Personal information
- Full name: Luke Jonathan Thomas
- Date of birth: 10 June 2001 (age 25)
- Place of birth: Syston, Leicestershire, England
- Height: 1.81 m (5 ft 11 in)
- Positions: Left-back; left wing-back;

Team information
- Current team: Leicester City
- Number: 33

Youth career
- 2008–2020: Leicester City

Senior career*
- Years: Team / Apps / (Gls)
- 2020–: Leicester City / 114 / (2)
- 2023–2024: → Sheffield United (loan) / 12 / (0)
- 2024: → Middlesbrough (loan) / 12 / (0)

International career
- 2018–2019: England U18 / 4 / (0)
- 2019: England U19 / 4 / (0)
- 2020: England U20 / 1 / (0)
- 2021–2023: England U21 / 15 / (0)

Medal record
Representing England
UEFA European Under-21 Championship
| Winner | 2023 Georgia–Romania |  |

= Luke Thomas (footballer, born 2001) =

English footballer

Luke Jonathan Thomas (born 10 June 2001) is an English professional footballer who plays as a left-back or centre-back for club Leicester City.

==Club career==
Thomas was born in Syston, Leicestershire and joined the Leicester City Academy in 2008 from local club Riverside United Juniors Football Club. He made his professional debut in a 2–0 Premier League win against Sheffield United on 16 July 2020. He came on as a result of an injury to first team left back Ben Chilwell, providing an assist for the first goal, which was scored by Ayoze Pérez. On 25 August, it was announced that he had signed a new long-term deal with the club.
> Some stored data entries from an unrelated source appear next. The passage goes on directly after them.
/// A tone reproduction curve.
#[derive(Debug, Clone, PartialEq)]
pub enum Curve {
    /// The identity.
    Identity,
    /// `y = x ^ gamma`.
    Gamma(f32),
    /// A sampled curve with 16-bit entries.
    Table(Vec<u16>),
    /// One of the parametric curves of the `para` type.
    Parametric {
        /// The function type, 0 to 4.
        kind: u16,
        /// The parameters `g a b c d e f`, as far as the type uses them.
        params: SmallVec<[f32; 7]>,
    },
}

impl Curve {
    /// Evaluate the curve at `x` in `[0, 1]`.
    pub fn eval(&self, x: f32) -> f32 {
        let x = x.clamp(0.0, 1.0);

        match self {
            Self::Identity => x,
            Self::Gamma(g) => x.powf(*g),
            Self::Table(t) => interpolate_table(t, x) / 65535.0,
            Self::Parametric { kind, params } => {
                let p = |i: usize| params.get(i).copied().unwrap_or(0.0);
                let g = p(0);

                let y = match kind {
                    0 => x.powf(g),
                    1 => {
                        if x >= -p(2) / p(1) {
                            (p(1) * x + p(2)).powf(g)
                        } else {
                            0.0
                        }
                    }
                    2 => {
                        if x >= -p(2) / p(1) {
                            (p(1) * x + p(2)).powf(g) + p(3)
                        } else {
                            p(3)
                        }
                    }
                    3 => {
                        if x >= p(4) {
                            (p(1) * x + p(2)).powf(g)
                        } else {
                            p(3) * x
                        }
                    }
                    4 => {
                        if x >= p(4) {
                            (p(1) * x + p(2)).powf(g) + p(5)
                        } else {
                            p(3) * x + p(6)
                        }
                    }
                    _ => x,
                };

                y.clamp(0.0, 1.0)
            }
        }
    }
}

fn interpolate_table(table: &[u16], x: f32) -> f32 {
    match table.len() {
        0 => x * 65535.0,
        1 => table[0] as f32,
        n => {
            let pos = x * (n - 1) as f32;
            let lo = (pos.floor() as usize).min(n - 1);
            let hi = (lo + 1).min(n - 1);
            let t = pos - lo as f32;

            table[lo] as f32 * (1.0 - t) + table[hi] as f32 * t
        }
    }
}

/// A lookup table of the `mft1` or `mft2` type.
#[derive(Debug, Clone, PartialEq)]
pub struct Lut {
    /// The number of input channels.
    pub input_channels: u8,
    /// The number of output channels.
    pub output_channels: u8,
    /// The number of grid points per input dimension.
    pub grid_points: u8,
    /// The 3x3 matrix, only applied for XYZ input.
    pub matrix: [f32; 9],
    /// One curve per input channel, normalized to `[0, 1]`.
    pub input_tables: Vec<Vec<f32>>,
    /// The multi-dimensional table, normalized to `[0, 1]`.
    pub clut: Vec<f32>,
    /// One curve per output channel, normalized to `[0, 1]`.
    pub output_tables: Vec<Vec<f32>>,
}
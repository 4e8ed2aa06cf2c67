use crate::object::hex_value;
use crate::trivia::is_white_space_character;

pub(crate) fn decode(data: &[u8]) -> Option<Vec<u8>> {
    let mut out = Vec::with_capacity(data.len() / 2);
    let mut pending = None;

    for b in data.iter().copied() {
        if b == b'>' {
            break;
        }

        if is_white_space_character(b) {
            continue;
        }

        let v = hex_value(b)?;

        match pending.take() {
            Some(hi) => out.push(hi << 4 | v),
            None => pending = Some(v),
        }
    }

    if let Some(hi) = pending {
        out.push(hi << 4);
    }

    Some(out)
}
On 29 October 2020, Thomas made his European debut in the UEFA Europa League during a 2–1 win over AEK Athens replacing Christian Fuchs in 46th minute. On 26 November, Thomas scored his first Leicester goal in a 3–3 away draw against Braga in the group stage of the Europa League.

On 11 May 2021, Thomas scored his first Premier League goal for Leicester City in a 2–1 away victory over Manchester United, their first win at Old Trafford since 1998. Four days later he started in the 2021 FA Cup final which saw Leicester beat Chelsea to win the trophy for the first time in their history. On 7 August 2021 Thomas came off the bench as a second-half substitute as Leicester defeated Manchester City in the 2021 FA Community Shield.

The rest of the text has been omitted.